The three countries will jointly build the East Container Terminal at the Port of Colombo.
High Commissioner of India to Colombo Taranjit Singh Sandhu, Ambassador of Japan to Sri Lanka Akira Sugiyama and Sri Lankan Minister of Ports & Shipping and Southern Development Sagala Ratnayake signed the Memorandum of Cooperation in Colombo on Tuesday.
Sri Lanka's Port Authority (SLPA) said that around 70 per cent of Colombo Port's transshipment business is India related while Japan had cooperated since the 1980s to develop the port's container terminals.
SLPA retains 100 per cent ownership of the East Container Terminal. The Terminal Operations Company (TOC) conducting all East Container Terminal operations is jointly owned; Sri Lanka retains a 51 per cent stake, and the joint venture partners purchase a 49 per cent stake.

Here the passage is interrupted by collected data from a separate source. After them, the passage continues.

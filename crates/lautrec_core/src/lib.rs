//! Core data types for the Lautrec campaign generation library.
//!
//! This crate provides the foundation data types used across all Lautrec
//! interfaces: the campaign brief, the per-platform artifacts produced by
//! the pipeline, and the request/response types exchanged with the
//! external generation collaborators.

#![forbid(unsafe_code)]
#![warn(missing_docs)]

mod brief;
mod content;
mod outcome;
mod request;
mod telemetry;

pub use brief::{
    CampaignBrief, CampaignBriefBuilder, CampaignBriefBuilderError, ContentStyle, HashtagStrategy,
    ImageStyle,
};
pub use content::{ContentPiece, ImageArtifact};
pub use outcome::{CampaignResult, PlatformFailure, PlatformResult};
pub use request::{AspectRatio, CopyRequest, CopyResponse, ImageRequest, ImageResponse, ImageSize};
pub use telemetry::{init_telemetry, shutdown_telemetry};
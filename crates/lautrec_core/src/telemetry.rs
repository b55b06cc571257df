//! OpenTelemetry integration for distributed tracing and observability.

use opentelemetry::trace::TracerProvider as _;
use opentelemetry_sdk::{
    Resource,
    trace::{RandomIdGenerator, Sampler, TracerProvider},
};
use opentelemetry_stdout::SpanExporter;
use tracing_subscriber::{EnvFilter, Layer, layer::SubscriberExt, util::SubscriberInitExt};

/// Initialize OpenTelemetry with stdout exporter for development.
///
/// This sets up tracing with OpenTelemetry integration, exporting spans to stdout.
/// The tracing subscriber will respect RUST_LOG environment variable.
///
/// # Errors
///
/// Returns error if subscriber initialization fails.
pub fn init_telemetry() -> Result<(), Box<dyn std::error::Error>> {
    // Create stdout exporter for development
    let exporter = SpanExporter::default();

    // Build tracer provider with resource attributes
    let provider = TracerProvider::builder()
        .with_simple_exporter(exporter)
        .with_id_generator(RandomIdGenerator::default())
        .with_sampler(Sampler::AlwaysOn)
        .with_resource(Resource::default())
        .build();

    // Get a tracer
    let tracer = provider.tracer("lautrec");

    // Create OpenTelemetry tracing layer
    let telemetry_layer = tracing_opentelemetry::layer()
        .with_tracer(tracer)
        .with_filter(EnvFilter::from_default_env());

    // Create fmt layer for human-readable logs
    let fmt_layer = tracing_subscriber::fmt::layer()
        .with_target(true)
        .with_level(true)
        .with_filter(EnvFilter::from_default_env());

    // Initialize subscriber with both layers
    tracing_subscriber::registry()
        .with(telemetry_layer)
        .with(fmt_layer)
        .try_init()?;

    Ok(())
}

/// Shutdown OpenTelemetry and flush pending spans.
///
/// Call this before application exit to ensure all spans are exported.
pub fn shutdown_telemetry() {
    opentelemetry::global::shutdown_tracer_provider();
}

"As a hub of the Indian ocean, the development of Sri Lanka and openness of its ports are of great importance. Colombo port is the leading port in region. This joint project reflects the long standing goodwill and cooperation among the three countries," the SLPA said.
The three countries are to work out details of the deal at joint working group meetings to be held inn the future.
The involvement of India and Japan is the project is being seen as a big development aimed at neutralising the growing influence of China, which has poured money into the South
Asian island nation under its mammoth Belt and Road Initiative (BRI) infrastructure plan.
Sri Lanka has been one of the countries which became part of the China's Belt and Road Initiative, an ambitious plan announced in 2013 by President Xi Jinping to build an estimated USD 1 trillion of infrastructure to support increased trade and economic ties and further China's interests around the globe.
However, China's politically controversial investments in Sri Lanka became an election issue in 2015 and fuelled infighting between politicians in the capital.
India, the US and several other countries have been highlighting the concerns over the BRI projects which may leave a number of smaller countries in debt traps.
The concerns grew louder after China took over Sri Lanka's Hambantota port on a 99-year lease.
India's involvement in the latest project also became a reason for political infighting in the country.
In September last year, Sri Lankan President Maithripala Sirisena's reported opposition to India being given a stake in the East Container Terminal had created a political uproar. During a heated argument with Prime Minister Ranil Wickremesinghe in the Cabinet, Sirisena had argued against partnering India on the basis that it would be lucrative for Sri Lanka to do it themselves.
Sirisena was backing his Freedom Party accusations against his coalition partner Wickremesinghe's government of selling state assets.
The dispute was one of the reasons which led to Sirisena's sacking of Wickremesinghe late October. Wickremesinghe was reinstated in December.